# Input records:
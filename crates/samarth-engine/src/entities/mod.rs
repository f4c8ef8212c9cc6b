//! Filter criteria pulled out of free-text questions.
//!
//! Only two kinds of entity are recognised: Indian state names from a small
//! fixed vocabulary, and 4-digit years, which are turned into fiscal-year
//! labels (`2016` -> `2016-17`). When a question names neither, documented
//! defaults apply so callers never see an empty selection.

use crate::config::EngineConfig;
use once_cell::sync::Lazy;
use regex::Regex;
use serde::{Deserialize, Serialize};
use thiserror::Error;

/// State names recognised in questions, in output order.
pub const KNOWN_STATES: [&str; 14] = [
    "Telangana",
    "Karnataka",
    "Andhra Pradesh",
    "Tamil Nadu",
    "Kerala",
    "Maharashtra",
    "Gujarat",
    "Punjab",
    "Uttar Pradesh",
    "West Bengal",
    "Bihar",
    "Rajasthan",
    "Madhya Pradesh",
    "Odisha",
];

/// States used when the question names none.
pub const DEFAULT_STATES: [&str; 2] = ["Telangana", "Karnataka"];

/// Fiscal years used when the question names none.
pub const DEFAULT_FISCAL_YEARS: [&str; 2] = ["2016-17", "2017-18"];

/// Phrases that always select the default fiscal-year pair.
pub const MULTI_YEAR_MARKERS: [&str; 3] = ["last two years", "past two years", "recent years"];

// Whole runs of ASCII digits. A year is a run of exactly four starting with
// 19 or 20, so letters may touch it (`FY2018-19`) but other digits may not.
static DIGIT_RUN: Lazy<Regex> =
    Lazy::new(|| Regex::new(r"[0-9]+").expect("Invalid regex: digit run"));

/// Entity extraction failures.
#[derive(Error, Debug, Clone, PartialEq, Eq)]
pub enum EntityError {
    /// `YY99` would need a century rollover (`1999-00`), which is not supported.
    #[error("fiscal year starting in {0} rolls over a century boundary and is not supported")]
    UnsupportedRollover(u16),

    #[error("year {0} is outside the supported range 1900-2099")]
    OutOfRange(u16),
}

/// Criteria extracted from one question.
#[derive(Debug, Clone, PartialEq, Eq, Serialize, Deserialize)]
pub struct EntityFilter {
    pub states: Vec<String>,
    pub fiscal_years: Vec<String>,
}

impl EntityFilter {
    /// Extract states and fiscal years, falling back to the configured defaults.
    pub fn extract(question: &str, config: &EngineConfig) -> Result<Self, EntityError> {
        Ok(Self {
            states: extract_states_or(question, &config.default_states),
            fiscal_years: extract_fiscal_years_or(question, &config.default_fiscal_years)?,
        })
    }
}

/// Build the `YYYY-YY` label for a fiscal year starting in `year`.
///
/// The suffix is last-two-digits arithmetic, so `xx99` is rejected instead
/// of producing a wrong label.
pub fn fiscal_year_label(year: u16) -> Result<String, EntityError> {
    if !(1900..=2099).contains(&year) {
        return Err(EntityError::OutOfRange(year));
    }
    let suffix = year % 100;
    if suffix == 99 {
        return Err(EntityError::UnsupportedRollover(year));
    }
    Ok(format!("{}-{:02}", year, suffix + 1))
}

/// Recognised states named in the question, or the default pair.
pub fn extract_states(question: &str) -> Vec<String> {
    let defaults: Vec<String> = DEFAULT_STATES.iter().map(|s| s.to_string()).collect();
    extract_states_or(question, &defaults)
}

/// Recognised states named in the question, or `defaults`.
pub fn extract_states_or(question: &str, defaults: &[String]) -> Vec<String> {
    let lower = question.to_lowercase();
    let found: Vec<String> = KNOWN_STATES
        .iter()
        .filter(|state| lower.contains(&state.to_lowercase()))
        .map(|state| state.to_string())
        .collect();

    if found.is_empty() {
        defaults.to_vec()
    } else {
        found
    }
}

/// Fiscal-year labels for the years named in the question, or the default pair.
pub fn extract_fiscal_years(question: &str) -> Result<Vec<String>, EntityError> {
    let defaults: Vec<String> = DEFAULT_FISCAL_YEARS.iter().map(|s| s.to_string()).collect();
    extract_fiscal_years_or(question, &defaults)
}

/// Fiscal-year labels for the years named in the question, or `defaults`.
///
/// Labels come out in first-mention order without duplicates.
pub fn extract_fiscal_years_or(
    question: &str,
    defaults: &[String],
) -> Result<Vec<String>, EntityError> {
    let lower = question.to_lowercase();
    if MULTI_YEAR_MARKERS.iter().any(|m| lower.contains(m)) {
        return Ok(defaults.to_vec());
    }

    let mut labels: Vec<String> = Vec::new();
    for run in DIGIT_RUN.find_iter(question) {
        let digits = run.as_str();
        if digits.len() != 4 || !(digits.starts_with("19") || digits.starts_with("20")) {
            continue;
        }
        let Ok(year) = digits.parse::<u16>() else {
            continue;
        };
        let label = fiscal_year_label(year)?;
        if !labels.contains(&label) {
            labels.push(label);
        }
    }

    if labels.is_empty() {
        Ok(defaults.to_vec())
    } else {
        Ok(labels)
    }
}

# Work request:
Nothing is to be left out. Repeat the whole listing exactly.

# Result of this task:
filename crates/samarth-engine/src/entities/mod.rs
repository f4c8ef8212c9cc6b
//! Filter criteria pulled out of free-text questions.
//!
//! Only two kinds of entity are recognised: Indian state names from a small
//! fixed vocabulary, and 4-digit years, which are turned into fiscal-year
//! labels (`2016` -> `2016-17`). When a question names neither, documented
//! defaults apply so callers never see an empty selection.

use crate::config::EngineConfig;
use once_cell::sync::Lazy;
use regex::Regex;
use serde::{Deserialize, Serialize};
use thiserror::Error;

/// State names recognised in questions, in output order.
pub const KNOWN_STATES: [&str; 14] = [
    "Telangana",
    "Karnataka",
    "Andhra Pradesh",
    "Tamil Nadu",
    "Kerala",
    "Maharashtra",
    "Gujarat",
    "Punjab",
    "Uttar Pradesh",
    "West Bengal",
    "Bihar",
    "Rajasthan",
    "Madhya Pradesh",
    "Odisha",
];

/// States used when the question names none.
pub const DEFAULT_STATES: [&str; 2] = ["Telangana", "Karnataka"];

/// Fiscal years used when the question names none.
pub const DEFAULT_FISCAL_YEARS: [&str; 2] = ["2016-17", "2017-18"];

/// Phrases that always select the default fiscal-year pair.
pub const MULTI_YEAR_MARKERS: [&str; 3] = ["last two years", "past two years", "recent years"];

// Whole runs of ASCII digits. A year is a run of exactly four starting with
// 19 or 20, so letters may touch it (`FY2018-19`) but other digits may not.
static DIGIT_RUN: Lazy<Regex> =
    Lazy::new(|| Regex::new(r"[0-9]+").expect("Invalid regex: digit run"));

/// Entity extraction failures.
#[derive(Error, Debug, Clone, PartialEq, Eq)]
pub enum EntityError {
    /// `YY99` would need a century rollover (`1999-00`), which is not supported.
    #[error("fiscal year starting in {0} rolls over a century boundary and is not supported")]
    UnsupportedRollover(u16),

    #[error("year {0} is outside the supported range 1900-2099")]
    OutOfRange(u16),
}

/// Criteria extracted from one question.
#[derive(Debug, Clone, PartialEq, Eq, Serialize, Deserialize)]
pub struct EntityFilter {
    pub states: Vec<String>,
    pub fiscal_years: Vec<String>,
}

impl EntityFilter {
    /// Extract states and fiscal years, falling back to the configured defaults.
    pub fn extract(question: &str, config: &EngineConfig) -> Result<Self, EntityError> {
        Ok(Self {
            states: extract_states_or(question, &config.default_states),
            fiscal_years: extract_fiscal_years_or(question, &config.default_fiscal_years)?,
        })
    }
}

/// Build the `YYYY-YY` label for a fiscal year starting in `year`.
///
/// The suffix is last-two-digits arithmetic, so `xx99` is rejected instead
/// of producing a wrong label.
pub fn fiscal_year_label(year: u16) -> Result<String, EntityError> {
    if !(1900..=2099).contains(&year) {
        return Err(EntityError::OutOfRange(year));
    }
    let suffix = year % 100;
    if suffix == 99 {
        return Err(EntityError::UnsupportedRollover(year));
    }
    Ok(format!("{}-{:02}", year, suffix + 1))
}

/// Recognised states named in the question, or the default pair.
pub fn extract_states(question: &str) -> Vec<String> {
    let defaults: Vec<String> = DEFAULT_STATES.iter().map(|s| s.to_string()).collect();
    extract_states_or(question, &defaults)
}

/// Recognised states named in the question, or `defaults`.
pub fn extract_states_or(question: &str, defaults: &[String]) -> Vec<String> {
    let lower = question.to_lowercase();
    let found: Vec<String> = KNOWN_STATES
        .iter()
        .filter(|state| lower.contains(&state.to_lowercase()))
        .map(|state| state.to_string())
        .collect();

    if found.is_empty() {
        defaults.to_vec()
    } else {
        found
    }
}

/// Fiscal-year labels for the years named in the question, or the default pair.
pub fn extract_fiscal_years(question: &str) -> Result<Vec<String>, EntityError> {
    let defaults: Vec<String> = DEFAULT_FISCAL_YEARS.iter().map(|s| s.to_string()).collect();
    extract_fiscal_years_or(question, &defaults)
}

/// Fiscal-year labels for the years named in the question, or `defaults`.
///
/// Labels come out in first-mention order without duplicates.
pub fn extract_fiscal_years_or(
    question: &str,
    defaults: &[String],
) -> Result<Vec<String>, EntityError> {
    let lower = question.to_lowercase();
    if MULTI_YEAR_MARKERS.iter().any(|m| lower.contains(m)) {
        return Ok(defaults.to_vec());
    }

    let mut labels: Vec<String> = Vec::new();
    for run in DIGIT_RUN.find_iter(question) {
        let digits = run.as_str();
        if digits.len() != 4 || !(digits.starts_with("19") || digits.starts_with("20")) {
            continue;
        }
        let Ok(year) = digits.parse::<u16>() else {
            continue;
        };
        let label = fiscal_year_label(year)?;
        if !labels.contains(&label) {
            labels.push(label);
        }
    }

    if labels.is_empty() {
        Ok(defaults.to_vec())
    } else {
        Ok(labels)
    }
}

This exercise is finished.